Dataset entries
//! Tests for IPv4 parsing and range expansion.

use super::*;

mod parse {
    use super::*;

    #[test]
    fn accepts_valid_addresses() {
        assert_eq!(parse_ipv4("192.168.0.1"), Some(Ipv4Addr::new(192, 168, 0, 1)));
        assert_eq!(parse_ipv4("0.0.0.0"), Some(Ipv4Addr::UNSPECIFIED));
        assert_eq!(parse_ipv4("255.255.255.255"), Some(Ipv4Addr::BROADCAST));
    }

    #[test]
    fn rejects_non_numeric_parts() {
        assert_eq!(parse_ipv4("a.b.c.d"), None);
    }

    #[test]
    fn rejects_wrong_part_count() {
        assert_eq!(parse_ipv4("1.1.1"), None);
        assert_eq!(parse_ipv4("1.1.1.1.1"), None);
    }

    #[test]
    fn rejects_trailing_dot() {
        assert_eq!(parse_ipv4("1.1.1."), None);
        assert_eq!(parse_ipv4("1.1.1.1."), None);
    }

    #[test]
    fn rejects_out_of_range_octet() {
        assert_eq!(parse_ipv4("1.256.1.10"), None);
    }

    #[test]
    fn rejects_signs_and_whitespace() {
        assert_eq!(parse_ipv4("+1.1.1.1"), None);
        assert_eq!(parse_ipv4(" 1.1.1.1"), None);
        assert_eq!(parse_ipv4(""), None);
    }
}

mod address_range {
    use super::*;

    fn range(start: &str, end: &str) -> AddressRange {
        AddressRange::parse(start, end).unwrap()
    }

    #[test]
    fn equal_bounds_form_single_host_range() {
        let r = range("0.0.0.0", "0.0.0.0");
        assert_eq!(r.host_count(), 1);
        assert_eq!(r, AddressRange::single(Ipv4Addr::UNSPECIFIED));
    }

    #[test]
    fn reversed_bounds_are_rejected() {
        assert!(AddressRange::parse("192.168.2.5", "192.168.1.255").is_none());
    }

    #[test]
    fn ordering_is_numeric_across_octets() {
        let r = range("192.168.1.250", "192.168.2.3");
        assert_eq!(r.host_count(), 10);
    }

    #[test]
    fn lengths_match_bounds() {
        assert_eq!(range("192.168.1.5", "192.168.1.13").host_count(), 9);
        assert_eq!(range("192.168.1.0", "192.168.1.255").host_count(), 256);
        assert_eq!(range("0.0.0.0", "255.255.255.255").host_count(), 1 << 32);
    }

    #[test]
    fn overlap_detection() {
        let existing = range("10.10.10.1", "10.10.10.22");

        assert!(!range("10.10.10.23", "10.10.10.40").overlaps(&existing));
        assert!(range("10.10.10.22", "10.10.10.40").overlaps(&existing));
        assert!(range("10.10.10.5", "10.10.10.6").overlaps(&existing));
    }

    #[test]
    fn containment() {
        let outer = range("10.15.10.1", "10.16.10.55");
        assert!(outer.contains_range(&range("10.15.200.1", "10.15.200.9")));
        assert!(!outer.contains_range(&range("10.15.10.0", "10.15.10.9")));
        assert!(outer.contains(Ipv4Addr::new(10, 16, 0, 0)));
    }

    #[test]
    fn display_collapses_single_host() {
        assert_eq!(range("10.0.0.1", "10.0.0.1").to_string(), "10.0.0.1");
        assert_eq!(range("10.0.0.1", "10.0.0.9").to_string(), "10.0.0.1-10.0.0.9");
    }
}

mod expand {
    use super::*;

    #[test]
    fn yields_ascending_addresses() {
        let hosts = expand_range("192.168.1.1", "192.168.1.3");
        assert_eq!(
            hosts,
            vec![
                Ipv4Addr::new(192, 168, 1, 1),
                Ipv4Addr::new(192, 168, 1, 2),
                Ipv4Addr::new(192, 168, 1, 3),
            ]
        );
    }

    #[test]
    fn crosses_octet_boundaries() {
        let hosts = expand_range("10.0.0.254", "10.0.1.1");
        assert_eq!(hosts.len(), 4);
        assert_eq!(hosts[2], Ipv4Addr::new(10, 0, 1, 0));
    }

    #[test]
    fn malformed_bounds_yield_empty() {
        assert!(expand_range("not-an-ip", "192.168.1.3").is_empty());
        assert!(expand_range("192.168.1.1", "192.168.1").is_empty());
    }

    #[test]
    fn range_expand_matches_iter() {
        let range = AddressRange::parse("172.16.0.10", "172.16.0.12").unwrap();
        assert_eq!(range.expand(), range.iter().collect::<Vec<_>>());
        assert_eq!(range.expand().len(), 3);
    }

    #[test]
    fn reversed_bounds_yield_empty() {
        assert!(expand_range("192.168.1.3", "192.168.1.1").is_empty());
    }
}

Exercise objective: Only lines containing "UNSPECIFIED" belong in the answer; copy every such line from the records.

Reply:
        assert_eq!(parse_ipv4("0.0.0.0"), Some(Ipv4Addr::UNSPECIFIED));
        assert_eq!(r, AddressRange::single(Ipv4Addr::UNSPECIFIED));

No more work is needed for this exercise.